▸ **WORK REQUEST**
From the records, return each line that has the word "subcommands" in it.

━━━━━ THE RECORDS ━━━━━

//! CLI module for crystaleval - command-line interface and subcommands.
//!
//! Evaluation is the default action; the other subcommands inspect results
//! and task inference without loading any checkpoint.

pub mod commands;

pub use commands::Cli;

━━━━━

▸ **SOLUTION TO THIS EXERCISE**
//! CLI module for crystaleval - command-line interface and subcommands.
//! Evaluation is the default action; the other subcommands inspect results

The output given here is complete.